The use of biometrics data collectors as a way to track employee attendance has become ubiquitous in virtually every industry, the world over. The popularity of biometrics is highlighted throughout the mission impossible franchise with iris, finger and face recognition technology. And, with this technology becoming the norm in 95% of ATS time and attendance deployments it’s an indication of just how far this technology has come. Biometrics however, has a long and storied history.
This paragraph, from the website Wikipedia, describes the history of biometrics in this way “Biometric identifiers are the distinctive, measurable characteristics used to label and describe individuals. Biometric identifiers are often categorized as physiological versus behavioral characteristics. Physiological characteristics are related to the shape of the body. Examples include, but are not limited to fingerprint, palm veins, face recognition, DNA, palm print, hand geometry, iris recognition, retina and odour/scent. Behavioral characteristics are related to the pattern of behavior of a person, including but not limited to typing rhythm, gait, and voice. Some researchers have coined the term behaviometrics to describe the latter class of biometrics.”

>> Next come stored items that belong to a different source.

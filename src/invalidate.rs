//! Precise invalidation over the reverse dependency indices.
//!
//! A change-set names the CIDs that were modified or removed. The engine
//! computes the transitive closure of dependent queries, evicts each one
//! from the memo cache, and strips its edges from the dependency graph.
//! After a run, no memoized result that transitively observed a changed
//! CID survives, and nothing else is touched.

use crate::cache::MemoCache;
use crate::deps::{DependencyGraph, FxIndexSet};
use crate::key::{ContentId, MemoKey};
use log::debug;
use rustc_hash::FxHashSet;
use std::collections::VecDeque;
use std::sync::Arc;
use std::time::Instant;

/// How disruptive a change-set is.
///
/// `Cosmetic` changes (formatting, comments) never invalidate; that is an
/// invariant, not a configuration. The engine's minimum severity is a
/// knob on top, defaulting to `Minor`.
#[derive(Copy, Clone, Debug, PartialEq, Eq, PartialOrd, Ord)]
pub enum Severity {
    /// Whitespace/comment-level change; never invalidates.
    Cosmetic,
    /// Local change with possible semantic impact.
    Minor,
    /// Structural change.
    Major,
    /// Interface-breaking change.
    Breaking,
}

/// A set of changed CIDs, partitioned into modified and removed.
#[derive(Clone, Debug, Default)]
pub struct ChangeSet {
    modified: FxIndexSet<ContentId>,
    removed: FxIndexSet<ContentId>,
    severity: Option<Severity>,
}

impl ChangeSet {
    /// An empty change-set with no severity label.
    pub fn new() -> Self {
        ChangeSet::default()
    }

    /// Adds a modified CID. Duplicates are suppressed.
    pub fn modify(mut self, cid: ContentId) -> Self {
        self.modified.insert(cid);
        self
    }

    /// Adds a removed CID. Duplicates are suppressed.
    pub fn remove(mut self, cid: ContentId) -> Self {
        self.removed.insert(cid);
        self
    }

    /// Labels the change-set with a severity.
    pub fn with_severity(mut self, severity: Severity) -> Self {
        self.severity = Some(severity);
        self
    }

    /// The effective severity: unlabeled change-sets are treated as
    /// `Major` so that an uninformed provider still invalidates.
    pub fn severity(&self) -> Severity {
        self.severity.unwrap_or(Severity::Major)
    }

    /// All changed CIDs, modified first, then removed.
    pub fn cids(&self) -> impl Iterator<Item = &ContentId> {
        self.modified.iter().chain(self.removed.iter())
    }

    /// Number of changed CIDs.
    pub fn len(&self) -> usize {
        self.modified.len() + self.removed.len()
    }

    /// True when no CID changed.
    pub fn is_empty(&self) -> bool {
        self.modified.is_empty() && self.removed.is_empty()
    }
}

/// What one invalidation run did.
#[derive(Copy, Clone, Debug, Default, PartialEq, Eq)]
pub struct InvalidationReport {
    /// CIDs in the change-set.
    pub changed_cids: usize,
    /// Queries in the invalidation closure.
    pub queries_invalidated: usize,
    /// Memo-cache entries actually evicted.
    pub entries_evicted: usize,
    /// Wall time of the run, in microseconds.
    pub elapsed_us: u64,
}

/// Walks the reverse indices and evicts the invalidation closure.
pub struct InvalidationEngine {
    cache: Arc<MemoCache>,
    graph: Arc<DependencyGraph>,
    min_severity: Severity,
}

impl InvalidationEngine {
    /// An engine over the given cache and graph, with the default
    /// `Minor` severity floor.
    pub fn new(cache: Arc<MemoCache>, graph: Arc<DependencyGraph>) -> Self {
        InvalidationEngine {
            cache,
            graph,
            min_severity: Severity::Minor,
        }
    }

    /// Adjusts the severity floor. `Cosmetic` still never invalidates.
    pub fn with_min_severity(mut self, min_severity: Severity) -> Self {
        self.min_severity = min_severity;
        self
    }

    /// Computes and evicts the invalidation closure of `change_set`.
    /// Never fails; a filtered or empty change-set reports zero work.
    pub fn invalidate(&self, change_set: &ChangeSet) -> InvalidationReport {
        let started = Instant::now();
        let severity = change_set.severity();
        if severity == Severity::Cosmetic || severity < self.min_severity {
            return InvalidationReport {
                changed_cids: change_set.len(),
                ..InvalidationReport::default()
            };
        }

        let mut queue: VecDeque<MemoKey> = VecDeque::new();
        let mut visited: FxHashSet<MemoKey> = FxHashSet::default();
        for cid in change_set.cids() {
            for key in self.graph.dependents_of_cid(cid) {
                if visited.insert(key) {
                    queue.push_back(key);
                }
            }
        }

        let mut evicted = 0usize;
        while let Some(key) = queue.pop_front() {
            // Collect dependents before the graph edges disappear.
            let dependents = self.graph.dependents_of_query(&key);
            if self.cache.remove(&key) {
                evicted += 1;
            }
            self.graph.remove(key);
            for dependent in dependents {
                if visited.insert(dependent) {
                    queue.push_back(dependent);
                }
            }
        }

        let report = InvalidationReport {
            changed_cids: change_set.len(),
            queries_invalidated: visited.len(),
            entries_evicted: evicted,
            elapsed_us: started.elapsed().as_micros() as u64,
        };
        debug!(
            "invalidate: severity={:?} cids={} queries={} evicted={}",
            severity, report.changed_cids, report.queries_invalidated, report.entries_evicted,
        );
        report
    }
}

#[cfg(test)]
mod tests {
    use super::*;
    use crate::cache::CachedResult;
    use crate::codec::{HoverInfo, QueryResult};
    use crate::deps::DepSet;
    use crate::key::QueryKind;

    fn key(tag: &[u8]) -> MemoKey {
        MemoKey::compute(QueryKind::Hover, tag)
    }

    fn cid(fill: u8) -> ContentId {
        ContentId([fill; 32])
    }

    fn cached(deps: DepSet) -> CachedResult {
        CachedResult {
            result: QueryResult::Hover(HoverInfo {
                text: "t".into(),
                type_name: "u".into(),
            }),
            deps,
        }
    }

    fn engine() -> (InvalidationEngine, Arc<MemoCache>, Arc<DependencyGraph>) {
        let cache = Arc::new(MemoCache::new());
        let graph = Arc::new(DependencyGraph::new());
        (
            InvalidationEngine::new(cache.clone(), graph.clone()),
            cache,
            graph,
        )
    }

    fn seed(cache: &MemoCache, graph: &DependencyGraph, key: MemoKey, deps: DepSet) {
        graph.record(key, &deps);
        cache.put(key, cached(deps));
    }

    #[test]
    fn cosmetic_change_invalidates_nothing() {
        let (engine, cache, graph) = engine();
        let k = key(b"k");
        let mut deps = DepSet::new();
        deps.record_cid(cid(1));
        seed(&cache, &graph, k, deps);

        let report = engine.invalidate(
            &ChangeSet::new().modify(cid(1)).with_severity(Severity::Cosmetic),
        );
        assert_eq!(report.queries_invalidated, 0);
        assert!(cache.contains(&k));
    }

    #[test]
    fn direct_dependent_is_evicted() {
        let (engine, cache, graph) = engine();
        let k = key(b"k");
        let mut deps = DepSet::new();
        deps.record_cid(cid(1));
        seed(&cache, &graph, k, deps);

        let report = engine.invalidate(&ChangeSet::new().modify(cid(1)));
        assert_eq!(report.queries_invalidated, 1);
        assert_eq!(report.entries_evicted, 1);
        assert!(!cache.contains(&k));
        assert!(graph.deps_of(&k).is_none());
    }

    #[test]
    fn closure_follows_query_dependents() {
        let (engine, cache, graph) = engine();
        let (leaf, mid, root) = (key(b"leaf"), key(b"mid"), key(b"root"));

        let mut leaf_deps = DepSet::new();
        leaf_deps.record_cid(cid(1));
        seed(&cache, &graph, leaf, leaf_deps);

        let mut mid_deps = DepSet::new();
        mid_deps.record_query(leaf);
        seed(&cache, &graph, mid, mid_deps);

        let mut root_deps = DepSet::new();
        root_deps.record_query(mid);
        seed(&cache, &graph, root, root_deps);

        // Unaffected bystander.
        let other = key(b"other");
        let mut other_deps = DepSet::new();
        other_deps.record_cid(cid(2));
        seed(&cache, &graph, other, other_deps);

        let report = engine.invalidate(&ChangeSet::new().modify(cid(1)));
        assert_eq!(report.queries_invalidated, 3);
        assert_eq!(report.entries_evicted, 3);
        assert!(!cache.contains(&leaf));
        assert!(!cache.contains(&mid));
        assert!(!cache.contains(&root));
        assert!(cache.contains(&other));
    }

    #[test]
    fn removed_cids_invalidate_like_modified() {
        let (engine, cache, graph) = engine();
        let k = key(b"k");
        let mut deps = DepSet::new();
        deps.record_cid(cid(3));
        seed(&cache, &graph, k, deps);

        let report = engine.invalidate(&ChangeSet::new().remove(cid(3)));
        assert_eq!(report.entries_evicted, 1);
        assert!(!cache.contains(&k));
    }

    #[test]
    fn severity_floor_filters_minor_changes() {
        let (engine, cache, graph) = engine();
        let engine = engine.with_min_severity(Severity::Major);
        let k = key(b"k");
        let mut deps = DepSet::new();
        deps.record_cid(cid(1));
        seed(&cache, &graph, k, deps);

        let skipped = engine.invalidate(
            &ChangeSet::new().modify(cid(1)).with_severity(Severity::Minor),
        );
        assert_eq!(skipped.queries_invalidated, 0);
        assert!(cache.contains(&k));

        let run = engine.invalidate(
            &ChangeSet::new().modify(cid(1)).with_severity(Severity::Major),
        );
        assert_eq!(run.entries_evicted, 1);
    }

    #[test]
    fn unknown_cid_reports_zero_work() {
        let (engine, _cache, _graph) = engine();
        let report = engine.invalidate(&ChangeSet::new().modify(cid(9)));
        assert_eq!(report.changed_cids, 1);
        assert_eq!(report.queries_invalidated, 0);
        assert_eq!(report.entries_evicted, 0);
    }
}
//! Canonical binary encoding of query arguments and results.
//!
//! The codec is deterministic and injective: structurally equal values
//! always produce byte-identical output, and `decode(encode(x)) == x` for
//! every valid input. The encoded argument sequence is the memo-key
//! pre-image, so any change here changes every key in the cache.
//!
//! Wire rules: counts and lengths are 32-bit little-endian; scalars are
//! 8-byte little-endian two's complement; strings are length-prefixed
//! UTF-8 (validated on both paths); every variant carries an explicit
//! 8-bit tag, never a memory-layout discriminant.

use crate::error::QueryError;
use crate::key::ContentId;

const ARG_TAG_CID: u8 = 0;
const ARG_TAG_SCALAR: u8 = 1;
const ARG_TAG_STRING: u8 = 2;

/// One canonical query argument.
#[derive(Clone, Debug, PartialEq, Eq, Hash)]
pub enum QueryArg {
    /// A content identifier.
    Cid(ContentId),
    /// A signed 64-bit scalar.
    Scalar(i64),
    /// A UTF-8 string.
    Str(String),
}

impl QueryArg {
    /// Builds a string argument from raw bytes, validating UTF-8.
    ///
    /// Hosts that construct arguments from foreign buffers (the C-ABI
    /// gasket in particular) must come through here; `QueryArg::Str` on a
    /// Rust `String` is canonical by construction.
    pub fn str_from_bytes(bytes: Vec<u8>) -> Result<Self, QueryError> {
        String::from_utf8(bytes)
            .map(QueryArg::Str)
            .map_err(|_| QueryError::NonCanonicalArg)
    }
}

/// Symbol-resolution payload.
#[derive(Clone, Debug, PartialEq, Eq)]
pub struct SymbolInfo {
    /// Resolved symbol name.
    pub name: String,
    /// CID of the defining node.
    pub definition: ContentId,
}

/// Type-inference payload.
#[derive(Clone, Debug, PartialEq, Eq)]
pub struct TypeInfo {
    /// Rendered type name.
    pub name: String,
    /// CID of the type declaration, when the type is nominal.
    pub declaration: Option<ContentId>,
}

/// Dispatch-resolution payload.
#[derive(Clone, Debug, PartialEq, Eq)]
pub struct DispatchInfo {
    /// The selected target.
    pub target: ContentId,
    /// Every candidate considered, in resolution order.
    pub candidates: Vec<ContentId>,
}

/// Effect-analysis payload.
#[derive(Clone, Debug, PartialEq, Eq)]
pub struct EffectsInfo {
    /// Effect labels, in analysis order.
    pub labels: Vec<String>,
}

/// Definition-lookup payload.
#[derive(Clone, Debug, PartialEq, Eq)]
pub struct DefinitionInfo {
    /// CID of the defining node.
    pub node: ContentId,
    /// Byte span of the definition within its source unit.
    pub span: (u32, u32),
}

/// Hover payload.
#[derive(Clone, Debug, PartialEq, Eq)]
pub struct HoverInfo {
    /// Markdown-ish hover text.
    pub text: String,
    /// Rendered type of the hovered entity.
    pub type_name: String,
}

/// IR-lowering payload.
#[derive(Clone, Debug, PartialEq, Eq)]
pub struct IrInfo {
    /// CID of the lowered unit.
    pub unit: ContentId,
    /// Encoded IR bytes.
    pub bytes: Vec<u8>,
}

/// The closed set of query results. Tag discriminants 0..=6 are part of
/// the wire format.
#[derive(Clone, Debug, PartialEq, Eq)]
pub enum QueryResult {
    /// Result of `resolveName`.
    Symbol(SymbolInfo),
    /// Result of `typeOf`.
    Type(TypeInfo),
    /// Result of `dispatch`.
    Dispatch(DispatchInfo),
    /// Result of `effectsOf`.
    Effects(EffectsInfo),
    /// Result of `definitionOf`.
    Definition(DefinitionInfo),
    /// Result of `hover`.
    Hover(HoverInfo),
    /// Result of `irOf`.
    Ir(IrInfo),
}

impl QueryResult {
    fn tag(&self) -> u8 {
        match self {
            QueryResult::Symbol(_) => 0,
            QueryResult::Type(_) => 1,
            QueryResult::Dispatch(_) => 2,
            QueryResult::Effects(_) => 3,
            QueryResult::Definition(_) => 4,
            QueryResult::Hover(_) => 5,
            QueryResult::Ir(_) => 6,
        }
    }
}

/// Encodes an argument sequence: 32-bit LE count, then tagged payloads.
///
/// Infallible: UTF-8 validation happens where bytes enter the system
/// ([`QueryArg::str_from_bytes`] and [`decode_args`]), so every
/// constructed `QueryArg` already has a canonical form.
pub fn encode_args(args: &[QueryArg]) -> Vec<u8> {
    let mut out = Vec::with_capacity(4 + args.len() * 16);
    out.extend_from_slice(&(args.len() as u32).to_le_bytes());
    for arg in args {
        match arg {
            QueryArg::Cid(cid) => {
                out.push(ARG_TAG_CID);
                out.extend_from_slice(cid.as_bytes());
            }
            QueryArg::Scalar(value) => {
                out.push(ARG_TAG_SCALAR);
                out.extend_from_slice(&value.to_le_bytes());
            }
            QueryArg::Str(text) => {
                out.push(ARG_TAG_STRING);
                write_bytes(&mut out, text.as_bytes());
            }
        }
    }
    out
}

/// Decodes an argument sequence produced by [`encode_args`].
pub fn decode_args(data: &[u8]) -> Result<Vec<QueryArg>, QueryError> {
    let mut cursor = Cursor::new(data);
    let count = cursor.read_u32()?;
    let mut args = Vec::with_capacity(count.min(1024) as usize);
    for _ in 0..count {
        let tag = cursor.read_u8()?;
        let arg = match tag {
            ARG_TAG_CID => QueryArg::Cid(cursor.read_cid()?),
            ARG_TAG_SCALAR => QueryArg::Scalar(i64::from_le_bytes(cursor.read_array()?)),
            ARG_TAG_STRING => QueryArg::Str(cursor.read_string()?),
            other => return Err(QueryError::InvalidArgType(other)),
        };
        args.push(arg);
    }
    Ok(args)
}

/// Encodes a result variant: 8-bit tag, then fields in declaration order.
pub fn encode_result(result: &QueryResult) -> Vec<u8> {
    let mut out = Vec::with_capacity(64);
    out.push(result.tag());
    match result {
        QueryResult::Symbol(info) => {
            write_bytes(&mut out, info.name.as_bytes());
            out.extend_from_slice(info.definition.as_bytes());
        }
        QueryResult::Type(info) => {
            write_bytes(&mut out, info.name.as_bytes());
            match &info.declaration {
                None => out.push(0),
                Some(cid) => {
                    out.push(1);
                    out.extend_from_slice(cid.as_bytes());
                }
            }
        }
        QueryResult::Dispatch(info) => {
            out.extend_from_slice(info.target.as_bytes());
            out.extend_from_slice(&(info.candidates.len() as u32).to_le_bytes());
            for cid in &info.candidates {
                out.extend_from_slice(cid.as_bytes());
            }
        }
        QueryResult::Effects(info) => {
            out.extend_from_slice(&(info.labels.len() as u32).to_le_bytes());
            for label in &info.labels {
                write_bytes(&mut out, label.as_bytes());
            }
        }
        QueryResult::Definition(info) => {
            out.extend_from_slice(info.node.as_bytes());
            out.extend_from_slice(&info.span.0.to_le_bytes());
            out.extend_from_slice(&info.span.1.to_le_bytes());
        }
        QueryResult::Hover(info) => {
            write_bytes(&mut out, info.text.as_bytes());
            write_bytes(&mut out, info.type_name.as_bytes());
        }
        QueryResult::Ir(info) => {
            out.extend_from_slice(info.unit.as_bytes());
            write_bytes(&mut out, &info.bytes);
        }
    }
    out
}

/// Decodes a result variant produced by [`encode_result`].
pub fn decode_result(data: &[u8]) -> Result<QueryResult, QueryError> {
    let mut cursor = Cursor::new(data);
    let tag = cursor.read_u8()?;
    let result = match tag {
        0 => QueryResult::Symbol(SymbolInfo {
            name: cursor.read_string()?,
            definition: cursor.read_cid()?,
        }),
        1 => {
            let name = cursor.read_string()?;
            let declaration = match cursor.read_u8()? {
                0 => None,
                1 => Some(cursor.read_cid()?),
                other => return Err(QueryError::InvalidResultType(other)),
            };
            QueryResult::Type(TypeInfo { name, declaration })
        }
        2 => {
            let target = cursor.read_cid()?;
            let count = cursor.read_u32()?;
            let mut candidates = Vec::with_capacity(count.min(1024) as usize);
            for _ in 0..count {
                candidates.push(cursor.read_cid()?);
            }
            QueryResult::Dispatch(DispatchInfo { target, candidates })
        }
        3 => {
            let count = cursor.read_u32()?;
            let mut labels = Vec::with_capacity(count.min(1024) as usize);
            for _ in 0..count {
                labels.push(cursor.read_string()?);
            }
            QueryResult::Effects(EffectsInfo { labels })
        }
        4 => QueryResult::Definition(DefinitionInfo {
            node: cursor.read_cid()?,
            span: (
                u32::from_le_bytes(cursor.read_array()?),
                u32::from_le_bytes(cursor.read_array()?),
            ),
        }),
        5 => QueryResult::Hover(HoverInfo {
            text: cursor.read_string()?,
            type_name: cursor.read_string()?,
        }),
        6 => QueryResult::Ir(IrInfo {
            unit: cursor.read_cid()?,
            bytes: cursor.read_len_prefixed()?.to_vec(),
        }),
        other => return Err(QueryError::InvalidResultType(other)),
    };
    Ok(result)
}

fn write_bytes(out: &mut Vec<u8>, bytes: &[u8]) {
    out.extend_from_slice(&(bytes.len() as u32).to_le_bytes());
    out.extend_from_slice(bytes);
}

struct Cursor<'a> {
    data: &'a [u8],
    pos: usize,
}

impl<'a> Cursor<'a> {
    fn new(data: &'a [u8]) -> Self {
        Cursor { data, pos: 0 }
    }

    fn take(&mut self, len: usize) -> Result<&'a [u8], QueryError> {
        let end = self
            .pos
            .checked_add(len)
            .filter(|&end| end <= self.data.len())
            .ok_or(QueryError::UnexpectedEndOfData)?;
        let slice = &self.data[self.pos..end];
        self.pos = end;
        Ok(slice)
    }

    fn read_u8(&mut self) -> Result<u8, QueryError> {
        Ok(self.take(1)?[0])
    }

    fn read_u32(&mut self) -> Result<u32, QueryError> {
        Ok(u32::from_le_bytes(self.read_array()?))
    }

    fn read_array<const N: usize>(&mut self) -> Result<[u8; N], QueryError> {
        let mut out = [0u8; N];
        out.copy_from_slice(self.take(N)?);
        Ok(out)
    }

    fn read_cid(&mut self) -> Result<ContentId, QueryError> {
        Ok(ContentId(self.read_array()?))
    }

    fn read_len_prefixed(&mut self) -> Result<&'a [u8], QueryError> {
        let len = self.read_u32()? as usize;
        self.take(len)
    }

    fn read_string(&mut self) -> Result<String, QueryError> {
        let bytes = self.read_len_prefixed()?;
        std::str::from_utf8(bytes)
            .map(str::to_owned)
            .map_err(|_| QueryError::NonCanonicalArg)
    }
}

#[cfg(test)]
mod tests {
    use super::*;

    fn cid(fill: u8) -> ContentId {
        ContentId([fill; 32])
    }

    #[test]
    fn args_round_trip() {
        let args = vec![
            QueryArg::Cid(cid(7)),
            QueryArg::Scalar(-42),
            QueryArg::Str("hello κόσμε".to_owned()),
            QueryArg::Scalar(i64::MIN),
        ];
        let encoded = encode_args(&args);
        assert_eq!(decode_args(&encoded).unwrap(), args);
    }

    #[test]
    fn empty_args_encode_to_count_only() {
        let encoded = encode_args(&[]);
        assert_eq!(encoded, vec![0, 0, 0, 0]);
        assert_eq!(decode_args(&encoded).unwrap(), Vec::<QueryArg>::new());
    }

    #[test]
    fn scalar_is_little_endian_twos_complement() {
        let encoded = encode_args(&[QueryArg::Scalar(-2)]);
        // count=1, tag=1, then 0xFE FF FF FF FF FF FF FF
        assert_eq!(&encoded[..5], &[1, 0, 0, 0, ARG_TAG_SCALAR]);
        assert_eq!(&encoded[5..], &[0xFE, 0xFF, 0xFF, 0xFF, 0xFF, 0xFF, 0xFF, 0xFF]);
    }

    #[test]
    fn equal_values_encode_identically() {
        let a = vec![QueryArg::Str("x".into()), QueryArg::Cid(cid(1))];
        let b = vec![QueryArg::Str("x".into()), QueryArg::Cid(cid(1))];
        assert_eq!(encode_args(&a), encode_args(&b));
    }

    #[test]
    fn unknown_arg_tag_is_rejected() {
        let mut encoded = encode_args(&[QueryArg::Scalar(1)]);
        encoded[4] = 9;
        assert_eq!(
            decode_args(&encoded).unwrap_err(),
            QueryError::InvalidArgType(9)
        );
    }

    #[test]
    fn truncated_buffer_is_rejected() {
        let encoded = encode_args(&[QueryArg::Cid(cid(3))]);
        for cut in 0..encoded.len() {
            let err = decode_args(&encoded[..cut]);
            if cut < encoded.len() {
                assert!(err.is_err(), "cut at {} decoded", cut);
            }
        }
    }

    #[test]
    fn invalid_utf8_string_is_rejected_on_decode() {
        // count=1, tag=string, len=2, bytes = invalid continuation
        let raw = [1, 0, 0, 0, ARG_TAG_STRING, 2, 0, 0, 0, 0xC3, 0x28];
        assert_eq!(
            decode_args(&raw).unwrap_err(),
            QueryError::NonCanonicalArg
        );
    }

    #[test]
    fn every_result_variant_round_trips() {
        let results = vec![
            QueryResult::Symbol(SymbolInfo {
                name: "visit".into(),
                definition: cid(1),
            }),
            QueryResult::Type(TypeInfo {
                name: "List[Int]".into(),
                declaration: Some(cid(2)),
            }),
            QueryResult::Type(TypeInfo {
                name: "Int".into(),
                declaration: None,
            }),
            QueryResult::Dispatch(DispatchInfo {
                target: cid(3),
                candidates: vec![cid(3), cid(4), cid(5)],
            }),
            QueryResult::Effects(EffectsInfo {
                labels: vec!["io".into(), "alloc".into()],
            }),
            QueryResult::Definition(DefinitionInfo {
                node: cid(6),
                span: (10, 42),
            }),
            QueryResult::Hover(HoverInfo {
                text: "fn visit(node: Node)".into(),
                type_name: "(Node) -> Unit".into(),
            }),
            QueryResult::Ir(IrInfo {
                unit: cid(7),
                bytes: vec![0xDE, 0xAD, 0xBE, 0xEF],
            }),
        ];
        for result in results {
            let encoded = encode_result(&result);
            assert_eq!(decode_result(&encoded).unwrap(), result, "{:?}", result);
        }
    }

    #[test]
    fn unknown_result_tag_is_rejected() {
        assert_eq!(
            decode_result(&[200]).unwrap_err(),
            QueryError::InvalidResultType(200)
        );
    }

    #[test]
    fn truncated_result_is_rejected() {
        let encoded = encode_result(&QueryResult::Hover(HoverInfo {
            text: "t".into(),
            type_name: "u".into(),
        }));
        assert_eq!(
            decode_result(&encoded[..encoded.len() - 1]).unwrap_err(),
            QueryError::UnexpectedEndOfData
        );
    }
}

If your company is considering deploying a biometric time and attendance solution, it’s important to note that while the capturing of data is similar, the difference is, at times, in the dissemination and data processing. For example, an ATS FaceScan time clock can be set up for “Look and Go”- in this scenario, an employee simply puts their face against the reader and once the image is recognized it registers their “In or Out Punch.” Whereas, a fingerscan reader will require an employee to key in a number on keypad that is attached to the unit in addition to placing their finger on the reader.
The mention of biometrics conjures up a plethora of questions and concerns including; health, safety and privacy. And, there are well documented cases of companies having to explain to employees the convenience of a biometric time management system, after its installation as oppose to taking the time to give their workforce advanced notice. The implementation of biometric time and attendance system is made that much easier if everyone-especially the main users are included in the discussion process namely; Payroll Practitioner, HR Manager, and a member of the plant or production team. By the large, implementing biometric time clocks is simple if you have the right vendor. It’s also important to note that not all biometrics are suited for every environment and that’s where the expertise of vendor with deep industry expertise helps.